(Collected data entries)
************

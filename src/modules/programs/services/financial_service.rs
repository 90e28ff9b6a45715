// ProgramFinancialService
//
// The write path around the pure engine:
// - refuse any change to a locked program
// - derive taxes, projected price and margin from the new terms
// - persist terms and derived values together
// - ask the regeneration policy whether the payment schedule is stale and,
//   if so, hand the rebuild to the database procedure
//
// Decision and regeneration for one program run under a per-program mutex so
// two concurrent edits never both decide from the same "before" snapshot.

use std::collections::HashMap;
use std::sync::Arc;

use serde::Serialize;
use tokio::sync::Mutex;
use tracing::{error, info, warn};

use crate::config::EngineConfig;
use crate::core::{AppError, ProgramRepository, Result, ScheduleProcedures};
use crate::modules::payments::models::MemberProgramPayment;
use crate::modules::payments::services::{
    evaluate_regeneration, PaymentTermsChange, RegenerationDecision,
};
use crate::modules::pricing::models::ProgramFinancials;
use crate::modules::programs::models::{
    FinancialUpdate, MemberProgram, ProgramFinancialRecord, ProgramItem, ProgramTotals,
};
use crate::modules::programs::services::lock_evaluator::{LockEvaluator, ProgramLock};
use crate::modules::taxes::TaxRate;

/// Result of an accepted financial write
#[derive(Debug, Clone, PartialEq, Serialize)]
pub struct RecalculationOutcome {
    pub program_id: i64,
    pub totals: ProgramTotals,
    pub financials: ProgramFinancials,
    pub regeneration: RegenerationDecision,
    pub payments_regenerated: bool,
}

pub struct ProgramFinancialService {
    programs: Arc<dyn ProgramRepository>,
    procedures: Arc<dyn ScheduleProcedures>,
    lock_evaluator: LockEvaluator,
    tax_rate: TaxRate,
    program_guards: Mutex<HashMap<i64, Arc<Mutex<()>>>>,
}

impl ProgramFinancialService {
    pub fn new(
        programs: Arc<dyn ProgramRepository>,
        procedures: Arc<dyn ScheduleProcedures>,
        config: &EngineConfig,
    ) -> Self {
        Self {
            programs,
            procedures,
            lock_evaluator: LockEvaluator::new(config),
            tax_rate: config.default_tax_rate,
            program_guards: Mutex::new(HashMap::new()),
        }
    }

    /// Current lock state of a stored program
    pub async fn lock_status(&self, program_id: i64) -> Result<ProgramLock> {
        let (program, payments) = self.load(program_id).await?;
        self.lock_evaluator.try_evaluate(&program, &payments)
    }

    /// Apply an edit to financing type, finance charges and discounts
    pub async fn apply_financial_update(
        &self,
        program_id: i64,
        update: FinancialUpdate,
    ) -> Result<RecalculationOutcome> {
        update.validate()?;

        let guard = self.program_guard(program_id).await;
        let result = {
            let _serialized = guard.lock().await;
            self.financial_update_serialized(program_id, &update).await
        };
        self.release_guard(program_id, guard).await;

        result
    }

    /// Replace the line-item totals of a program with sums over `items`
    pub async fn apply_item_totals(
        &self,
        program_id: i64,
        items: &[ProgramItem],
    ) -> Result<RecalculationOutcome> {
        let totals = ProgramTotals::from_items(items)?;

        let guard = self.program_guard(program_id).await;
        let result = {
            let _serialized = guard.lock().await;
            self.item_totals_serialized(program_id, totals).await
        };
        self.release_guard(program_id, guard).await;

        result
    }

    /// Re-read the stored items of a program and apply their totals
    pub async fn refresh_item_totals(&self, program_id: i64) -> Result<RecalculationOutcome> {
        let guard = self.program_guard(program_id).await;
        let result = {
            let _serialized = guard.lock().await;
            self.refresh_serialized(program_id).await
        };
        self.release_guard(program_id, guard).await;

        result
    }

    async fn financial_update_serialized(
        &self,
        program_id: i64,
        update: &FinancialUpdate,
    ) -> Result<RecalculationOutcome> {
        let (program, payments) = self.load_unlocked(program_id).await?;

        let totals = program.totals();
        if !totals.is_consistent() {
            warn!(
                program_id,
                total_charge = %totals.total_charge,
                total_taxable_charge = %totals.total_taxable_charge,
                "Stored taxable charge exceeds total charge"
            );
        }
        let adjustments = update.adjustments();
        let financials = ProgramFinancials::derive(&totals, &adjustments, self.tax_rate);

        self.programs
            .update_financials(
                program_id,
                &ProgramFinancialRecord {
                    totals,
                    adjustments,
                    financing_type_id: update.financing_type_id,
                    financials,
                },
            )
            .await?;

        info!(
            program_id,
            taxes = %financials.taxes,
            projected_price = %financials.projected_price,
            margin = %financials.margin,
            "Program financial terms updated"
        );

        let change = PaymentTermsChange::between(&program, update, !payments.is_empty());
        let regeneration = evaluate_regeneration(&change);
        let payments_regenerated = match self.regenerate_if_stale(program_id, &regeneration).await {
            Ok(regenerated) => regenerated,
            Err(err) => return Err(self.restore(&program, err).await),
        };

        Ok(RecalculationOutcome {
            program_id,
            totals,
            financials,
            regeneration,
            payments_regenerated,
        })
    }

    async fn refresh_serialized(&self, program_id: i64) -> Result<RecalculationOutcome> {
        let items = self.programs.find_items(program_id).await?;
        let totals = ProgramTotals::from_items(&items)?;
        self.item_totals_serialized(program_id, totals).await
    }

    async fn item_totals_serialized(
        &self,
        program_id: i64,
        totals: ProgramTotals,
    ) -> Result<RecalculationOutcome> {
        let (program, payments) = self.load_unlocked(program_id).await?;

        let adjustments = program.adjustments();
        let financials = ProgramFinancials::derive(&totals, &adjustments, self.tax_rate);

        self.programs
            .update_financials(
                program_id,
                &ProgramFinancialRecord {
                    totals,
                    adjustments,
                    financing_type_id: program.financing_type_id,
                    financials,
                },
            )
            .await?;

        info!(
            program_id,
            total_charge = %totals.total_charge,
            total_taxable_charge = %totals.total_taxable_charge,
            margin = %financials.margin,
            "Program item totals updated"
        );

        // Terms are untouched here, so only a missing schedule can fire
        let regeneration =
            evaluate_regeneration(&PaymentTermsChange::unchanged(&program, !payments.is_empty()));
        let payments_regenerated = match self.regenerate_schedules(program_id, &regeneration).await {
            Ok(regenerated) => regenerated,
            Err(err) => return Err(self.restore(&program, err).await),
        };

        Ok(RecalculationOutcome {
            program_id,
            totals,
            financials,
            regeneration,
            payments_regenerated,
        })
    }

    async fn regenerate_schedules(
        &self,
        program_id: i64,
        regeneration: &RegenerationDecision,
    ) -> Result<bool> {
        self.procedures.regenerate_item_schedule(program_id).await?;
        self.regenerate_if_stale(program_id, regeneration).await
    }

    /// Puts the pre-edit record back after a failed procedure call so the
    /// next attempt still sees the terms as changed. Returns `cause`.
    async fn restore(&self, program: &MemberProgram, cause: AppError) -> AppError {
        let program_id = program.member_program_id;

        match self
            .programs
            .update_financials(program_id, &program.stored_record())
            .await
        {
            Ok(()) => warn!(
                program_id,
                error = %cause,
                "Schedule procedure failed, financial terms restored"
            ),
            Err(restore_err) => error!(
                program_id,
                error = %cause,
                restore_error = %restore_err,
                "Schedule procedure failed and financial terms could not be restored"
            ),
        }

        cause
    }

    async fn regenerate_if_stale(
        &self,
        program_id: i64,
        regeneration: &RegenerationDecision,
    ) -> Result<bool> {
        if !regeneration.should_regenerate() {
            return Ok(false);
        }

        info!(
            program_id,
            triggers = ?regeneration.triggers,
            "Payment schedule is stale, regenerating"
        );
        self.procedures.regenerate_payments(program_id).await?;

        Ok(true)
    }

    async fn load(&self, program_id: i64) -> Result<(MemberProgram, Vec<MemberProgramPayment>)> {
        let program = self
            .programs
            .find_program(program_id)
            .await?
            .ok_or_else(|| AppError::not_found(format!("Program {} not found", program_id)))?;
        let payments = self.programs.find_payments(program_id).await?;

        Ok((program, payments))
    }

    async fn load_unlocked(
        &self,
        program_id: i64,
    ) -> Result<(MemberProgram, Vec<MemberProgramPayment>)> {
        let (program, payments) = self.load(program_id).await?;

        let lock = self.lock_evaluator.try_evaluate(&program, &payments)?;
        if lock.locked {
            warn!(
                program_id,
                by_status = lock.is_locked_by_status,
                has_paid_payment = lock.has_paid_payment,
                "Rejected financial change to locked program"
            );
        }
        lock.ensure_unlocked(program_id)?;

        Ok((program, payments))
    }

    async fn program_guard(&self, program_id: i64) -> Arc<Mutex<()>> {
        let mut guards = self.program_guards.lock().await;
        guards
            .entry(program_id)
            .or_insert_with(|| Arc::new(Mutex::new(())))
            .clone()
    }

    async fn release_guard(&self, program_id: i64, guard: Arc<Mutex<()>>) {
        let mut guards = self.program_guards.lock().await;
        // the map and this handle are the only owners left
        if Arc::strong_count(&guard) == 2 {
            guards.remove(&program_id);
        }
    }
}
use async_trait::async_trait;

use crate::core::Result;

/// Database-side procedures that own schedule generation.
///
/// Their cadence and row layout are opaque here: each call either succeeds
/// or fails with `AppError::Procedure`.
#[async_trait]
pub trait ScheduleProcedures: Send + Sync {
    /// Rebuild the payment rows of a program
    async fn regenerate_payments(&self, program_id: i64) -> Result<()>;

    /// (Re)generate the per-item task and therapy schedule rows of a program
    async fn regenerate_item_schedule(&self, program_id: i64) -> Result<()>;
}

************

YOUR OBJECTIVE
Please find every line in the records that contains the word "models", and copy it out.

SOLUTION TO THE PROBLEM
use crate::modules::payments::models::MemberProgramPayment;
use crate::modules::pricing::models::ProgramFinancials;
use crate::modules::programs::models::{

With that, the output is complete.